A special issue of Remote Sensing (ISSN 2072-4292). This special issue belongs to the section "Atmosphere Remote Sensing".

Deadline for manuscript submissions: 30 November 2019

Special Issue Editors

Guest Editor
Dr. Oleg Dubovik

Director de Recherche, CNRS, University of Lille-1, 59655 Villeneuve D'ascq Cedex, France
Website | E-Mail
Phone: +33-3-20-33-59-83
Interests: Atmospheric Remote Sensing; Inversion Algorithm; Optical Diagnostic; Light Scattering; Atmospheric Radiative Transfer; Aerosol Retrieval; Inverse Modeling; Numerical Inversion; Statistical Estimation Theory
Guest Editor
Dr. Feng Xu

Jet Propulsion Laboratory, National Aeronautics and Space Administration, Pasadena, CA 91109, USA
Website | E-Mail
Phone: +1 818-393-8632
Interests: Atmospheric radiative transfer; Remote sensing of aerosol and lower boundary properties, Light scattering by aerosol and cloud particles

Special Issue Information

Dear Colleagues,

Remote sensing is a major tool for studying the atmosphere - surface system of the Earth and other planets. During the past five decades radiation measurements from satellites, aircraft and the ground have been successfully employed for characterizing radiative properties of land, ocean, atmospheric gases, aerosols, clouds, etc. One of the challenges of the remote sensing approaches is the development of a reliable procedure for inversion of the observations.  The inversion is particularly crucial and demanding for interpreting highly complex measurements wherein many unknowns must be determined simultaneously.
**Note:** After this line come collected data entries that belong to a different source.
//! Scripted debugger end of an in-memory pipe.

use anyhow::{Context, Result, anyhow};
use gdbmi_runtime::Session;
use gdbmi_types::CommandToken;
use std::time::Duration;
use tokio::io::{
    AsyncBufReadExt, AsyncWriteExt, BufReader, DuplexStream, Lines, ReadHalf, WriteHalf, duplex,
    split,
};

const PIPE_CAPACITY: usize = 64 * 1024;
const SYNC_COMMAND: &str = "-gdb-version";
const READ_TIMEOUT: Duration = Duration::from_secs(5);

/// Session-side halves of the pipe, to hand to `Session::spawn`.
pub struct SessionPipe {
    pub reader: ReadHalf<DuplexStream>,
    pub writer: WriteHalf<DuplexStream>,
}

/// The debugger side: reads the commands a session writes and emits MI
/// output lines back.
pub struct FakeDebugger {
    commands: Lines<BufReader<ReadHalf<DuplexStream>>>,
    output: WriteHalf<DuplexStream>,
}

impl FakeDebugger {
    pub fn pair() -> (FakeDebugger, SessionPipe) {
        let (session_end, debugger_end) = duplex(PIPE_CAPACITY);
        let (reader, writer) = split(session_end);
        let (commands, output) = split(debugger_end);

        let debugger = FakeDebugger {
            commands: BufReader::new(commands).lines(),
            output,
        };
        (debugger, SessionPipe { reader, writer })
    }

    /// Next command written by the session, split into token and text.
    pub async fn read_command(&mut self) -> Result<(CommandToken, String)> {
        let line = tokio::time::timeout(READ_TIMEOUT, self.commands.next_line())
            .await
            .context("timed out waiting for a command")??
            .ok_or_else(|| anyhow!("session closed its input"))?;

        let digits = line.chars().take_while(|c| c.is_ascii_digit()).count();
        if digits == 0 {
            return Err(anyhow!("command without token: {}", line));
        }
        let token = line[..digits].parse()?;
        Ok((CommandToken(token), line[digits..].to_string()))
    }

    /// Read the next command and check its text.
    pub async fn expect_command(&mut self, text: &str) -> Result<CommandToken> {
        let (token, command) = self.read_command().await?;
        if command != text {
            return Err(anyhow!("expected {:?}, got {:?}", text, command));
        }
        Ok(token)
    }

    /// Write one line of MI output; the newline is added if missing.
    pub async fn emit(&mut self, line: &str) -> Result<()> {
        self.output.write_all(line.as_bytes()).await?;
        if !line.ends_with('\n') {
            self.output.write_all(b"\n").await?;
        }
        self.output.flush().await?;
        Ok(())
    }

    /// Emit `<token><record>` followed by a prompt.
    pub async fn respond(&mut self, token: CommandToken, record: &str) -> Result<()> {
        self.emit(&format!("{}{}", token, record)).await?;
        self.emit("(gdb)").await
    }

    /// Round-trip a no-op command through `session`. Output is dispatched
    /// in order, so everything emitted before has been applied on return.
    pub async fn sync(&mut self, session: &Session) -> Result<()> {
        let answer = async {
            let token = self.expect_command(SYNC_COMMAND).await?;
            self.respond(token, "^done").await
        };
        let (executed, answered) = tokio::join!(session.execute(SYNC_COMMAND), answer);
        answered?;
        executed?;
        Ok(())
    }

    /// End the output stream, as a debugger exiting would.
    pub async fn close(mut self) -> Result<()> {
        self.output.shutdown().await?;
        Ok(())
    }
}
use gdbmi_runtime::{DisplayContext, Ui};
use gdbmi_types::{BreakpointId, ThreadGroupId};
use std::io::Write;

/// Prints each UI call as one line on stdout: the call name followed by its
/// arguments, displays as JSON.
#[derive(Debug, Default)]
pub struct ConsoleUi;

impl ConsoleUi {
    fn emit(&self, line: String) {
        let mut out = std::io::stdout().lock();
        let _ = writeln!(out, "{}", line);
        let _ = out.flush();
    }

    fn emit_display(&self, call: &str, context: &DisplayContext) {
        match serde_json::to_string(context) {
            Ok(json) => self.emit(format!("{} {}", call, json)),
            Err(err) => self.emit(format!("async_error cannot encode display: {}", err)),
        }
    }
}

impl Ui for ConsoleUi {
    fn jump(&self, file: &str, line: u32) {
        self.emit(format!("jump {} {}", file, line));
    }

    fn set_breakpoint(&self, id: BreakpointId, file: &str, line: u32) {
        self.emit(format!("set_breakpoint {} {} {}", id, file, line));
    }

    fn del_breakpoint(&self, id: BreakpointId) {
        self.emit(format!("del_breakpoint {}", id));
    }

    fn del_cursor(&self, group: &ThreadGroupId) {
        self.emit(format!("del_cursor {}", group));
    }

    fn error(&self, message: &str) {
        self.emit(format!("error {}", message));
    }

    fn async_error(&self, message: &str) {
        self.emit(format!("async_error {}", message));
    }

    fn display(&self, context: &DisplayContext) {
        self.emit_display("display", context);
    }

    fn float_display(&self, context: &DisplayContext) {
        self.emit_display("float_display", context);
    }

    fn virtual_display(&self, context: &DisplayContext) {
        self.emit_display("virtual_display", context);
    }
}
Therefore, the deployment and evolution of remote sensing with various observational capabilities should inevitably be coupled with significant investments in the inverse algorithm developments. This special issue is dedicated to unite publications emphasizing the various aspects of numerical inversion in diverse remote sensing applications. The contributions are expected to address such important attributes of inversion as optimum accounting for errors in the data and inverting multi-source data with different levels of accuracy, utilizing a priori information and ancillary data, synergy retrievals using complimentary measurements or modeling considerations of different nature, inverse modeling and data assimilation, retrieval errors estimations, clarifying the potential of different mathematical inverse and other operations and methodologies, accelerating and optimizing performance of existing formal inverse operations, comprehensive validation of retrieval results, etc. The development of forward models for light propagation and radiation in a complex media are also welcome provided they open opportunities for establishing improved retrieval approaches.

Thus, in this Special Issue, we encourage submissions focusing on various aspects of inversion in diverse Remote Sensing applications, including, but not limited to:

  • Satellite, airborne and ground-based remote sensing of atmosphere;
  • Characterization of aerosol, cloud and atmospheric gases properties;
  • Land and ocean surface characterization and atmospheric correction;
  • Data assimilation and fusion of modeling and observations.

Dr. Oleg Dubovik
Dr. Feng Xu
Guest Editors

Manuscript Submission Information

Manuscripts should be submitted online at www.mdpi.com by registering and logging in to this website. Once you are registered, click here to go to the submission form. Manuscripts can be submitted until the deadline. All papers will be peer-reviewed. Accepted papers will be published continuously in the journal (as soon as accepted) and will be listed together on the special issue website. Research articles, review articles as well as short communications are invited. For planned papers, a title and short abstract (about 100 words) can be sent to the Editorial Office for announcement on this website.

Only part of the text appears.